§ TASK BRIEF
Examine the entries and show every line in which the word "EnumString" is found.

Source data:
*** Begin section ***

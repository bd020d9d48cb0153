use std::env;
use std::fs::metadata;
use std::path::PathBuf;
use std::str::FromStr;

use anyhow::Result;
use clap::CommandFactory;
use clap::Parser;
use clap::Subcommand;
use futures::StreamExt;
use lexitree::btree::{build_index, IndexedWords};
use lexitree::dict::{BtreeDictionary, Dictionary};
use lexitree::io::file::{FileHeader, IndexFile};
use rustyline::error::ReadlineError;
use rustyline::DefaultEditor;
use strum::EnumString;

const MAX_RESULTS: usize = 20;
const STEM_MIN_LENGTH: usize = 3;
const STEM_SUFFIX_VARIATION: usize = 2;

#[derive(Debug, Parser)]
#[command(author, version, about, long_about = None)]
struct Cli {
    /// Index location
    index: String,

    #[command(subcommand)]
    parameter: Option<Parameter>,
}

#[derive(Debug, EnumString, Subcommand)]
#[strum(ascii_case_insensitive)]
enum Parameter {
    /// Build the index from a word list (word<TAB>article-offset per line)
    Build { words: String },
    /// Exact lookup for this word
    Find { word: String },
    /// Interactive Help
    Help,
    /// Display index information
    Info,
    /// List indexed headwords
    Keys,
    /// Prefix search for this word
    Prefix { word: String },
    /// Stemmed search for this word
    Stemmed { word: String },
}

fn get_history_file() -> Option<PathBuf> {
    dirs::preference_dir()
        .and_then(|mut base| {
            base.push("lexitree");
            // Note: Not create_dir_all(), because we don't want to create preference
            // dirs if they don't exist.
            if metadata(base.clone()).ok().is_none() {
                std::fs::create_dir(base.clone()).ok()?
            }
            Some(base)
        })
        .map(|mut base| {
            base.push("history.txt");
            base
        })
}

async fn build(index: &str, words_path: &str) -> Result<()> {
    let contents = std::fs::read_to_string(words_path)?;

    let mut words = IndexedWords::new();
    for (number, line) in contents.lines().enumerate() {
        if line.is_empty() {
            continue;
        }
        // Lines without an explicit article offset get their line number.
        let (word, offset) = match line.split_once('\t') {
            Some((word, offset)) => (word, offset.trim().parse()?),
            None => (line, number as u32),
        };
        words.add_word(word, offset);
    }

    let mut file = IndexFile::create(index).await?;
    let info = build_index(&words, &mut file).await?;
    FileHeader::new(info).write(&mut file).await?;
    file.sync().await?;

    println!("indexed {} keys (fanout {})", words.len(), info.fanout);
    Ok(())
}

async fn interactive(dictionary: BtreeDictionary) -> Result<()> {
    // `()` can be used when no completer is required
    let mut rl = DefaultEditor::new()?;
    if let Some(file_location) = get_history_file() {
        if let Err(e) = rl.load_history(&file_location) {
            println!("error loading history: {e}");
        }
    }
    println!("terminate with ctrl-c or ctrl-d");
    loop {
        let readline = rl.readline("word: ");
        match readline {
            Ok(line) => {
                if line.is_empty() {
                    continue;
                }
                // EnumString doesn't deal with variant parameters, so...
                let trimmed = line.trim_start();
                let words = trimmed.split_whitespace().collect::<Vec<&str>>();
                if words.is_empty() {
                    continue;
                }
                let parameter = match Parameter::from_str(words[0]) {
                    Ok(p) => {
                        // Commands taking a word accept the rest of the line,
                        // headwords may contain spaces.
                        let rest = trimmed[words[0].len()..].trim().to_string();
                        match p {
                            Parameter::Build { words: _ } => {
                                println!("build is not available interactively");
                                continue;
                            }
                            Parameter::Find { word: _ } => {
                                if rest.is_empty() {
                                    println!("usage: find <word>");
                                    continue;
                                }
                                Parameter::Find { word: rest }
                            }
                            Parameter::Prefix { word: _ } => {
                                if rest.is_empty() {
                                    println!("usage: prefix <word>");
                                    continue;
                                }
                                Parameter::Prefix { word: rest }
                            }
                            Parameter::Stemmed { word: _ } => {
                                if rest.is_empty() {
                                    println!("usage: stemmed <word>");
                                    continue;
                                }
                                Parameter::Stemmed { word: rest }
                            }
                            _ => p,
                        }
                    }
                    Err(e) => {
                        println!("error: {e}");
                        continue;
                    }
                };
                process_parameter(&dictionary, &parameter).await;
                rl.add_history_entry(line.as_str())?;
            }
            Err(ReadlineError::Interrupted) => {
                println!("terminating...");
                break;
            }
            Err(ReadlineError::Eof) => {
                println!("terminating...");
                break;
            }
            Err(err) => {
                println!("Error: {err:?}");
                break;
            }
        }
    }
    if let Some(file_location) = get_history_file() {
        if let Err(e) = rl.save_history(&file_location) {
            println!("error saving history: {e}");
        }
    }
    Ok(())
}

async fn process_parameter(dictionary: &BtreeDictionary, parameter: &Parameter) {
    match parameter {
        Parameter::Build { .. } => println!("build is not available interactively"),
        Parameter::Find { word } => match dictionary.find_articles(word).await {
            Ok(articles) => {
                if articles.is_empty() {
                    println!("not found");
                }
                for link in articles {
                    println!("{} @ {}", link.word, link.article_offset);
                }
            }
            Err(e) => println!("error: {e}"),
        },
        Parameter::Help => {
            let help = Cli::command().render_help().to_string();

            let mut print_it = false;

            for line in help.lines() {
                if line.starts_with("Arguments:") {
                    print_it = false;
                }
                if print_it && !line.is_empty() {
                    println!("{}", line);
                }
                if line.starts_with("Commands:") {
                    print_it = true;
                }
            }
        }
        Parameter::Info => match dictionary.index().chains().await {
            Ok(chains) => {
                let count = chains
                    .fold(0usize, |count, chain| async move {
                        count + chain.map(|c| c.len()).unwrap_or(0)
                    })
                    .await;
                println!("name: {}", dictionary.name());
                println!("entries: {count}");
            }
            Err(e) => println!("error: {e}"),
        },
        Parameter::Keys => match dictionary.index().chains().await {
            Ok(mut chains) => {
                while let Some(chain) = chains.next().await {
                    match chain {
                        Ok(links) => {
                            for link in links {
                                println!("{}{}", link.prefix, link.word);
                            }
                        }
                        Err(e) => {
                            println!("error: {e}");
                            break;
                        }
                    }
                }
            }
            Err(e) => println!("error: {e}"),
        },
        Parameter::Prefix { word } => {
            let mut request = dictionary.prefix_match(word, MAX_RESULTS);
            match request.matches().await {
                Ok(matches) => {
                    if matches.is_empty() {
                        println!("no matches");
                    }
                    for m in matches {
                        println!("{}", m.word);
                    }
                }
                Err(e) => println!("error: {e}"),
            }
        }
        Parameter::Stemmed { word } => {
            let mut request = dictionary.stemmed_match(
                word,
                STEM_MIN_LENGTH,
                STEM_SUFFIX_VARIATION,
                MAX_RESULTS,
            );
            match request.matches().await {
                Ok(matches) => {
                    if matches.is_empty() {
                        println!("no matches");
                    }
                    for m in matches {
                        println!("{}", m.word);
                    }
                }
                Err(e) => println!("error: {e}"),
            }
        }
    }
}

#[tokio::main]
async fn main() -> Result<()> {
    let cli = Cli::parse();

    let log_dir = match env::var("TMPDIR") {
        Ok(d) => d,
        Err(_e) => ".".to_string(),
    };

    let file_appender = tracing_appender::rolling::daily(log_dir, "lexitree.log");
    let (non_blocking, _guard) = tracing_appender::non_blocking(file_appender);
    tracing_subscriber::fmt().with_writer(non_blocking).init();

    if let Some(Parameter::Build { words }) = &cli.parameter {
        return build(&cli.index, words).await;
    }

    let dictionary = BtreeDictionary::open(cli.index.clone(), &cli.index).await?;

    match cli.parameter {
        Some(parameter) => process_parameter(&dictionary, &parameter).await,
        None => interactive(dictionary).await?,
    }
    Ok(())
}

*** End section ***

§ ANSWER SPACE
use strum::EnumString;
#[derive(Debug, EnumString, Subcommand)]
                // EnumString doesn't deal with variant parameters, so...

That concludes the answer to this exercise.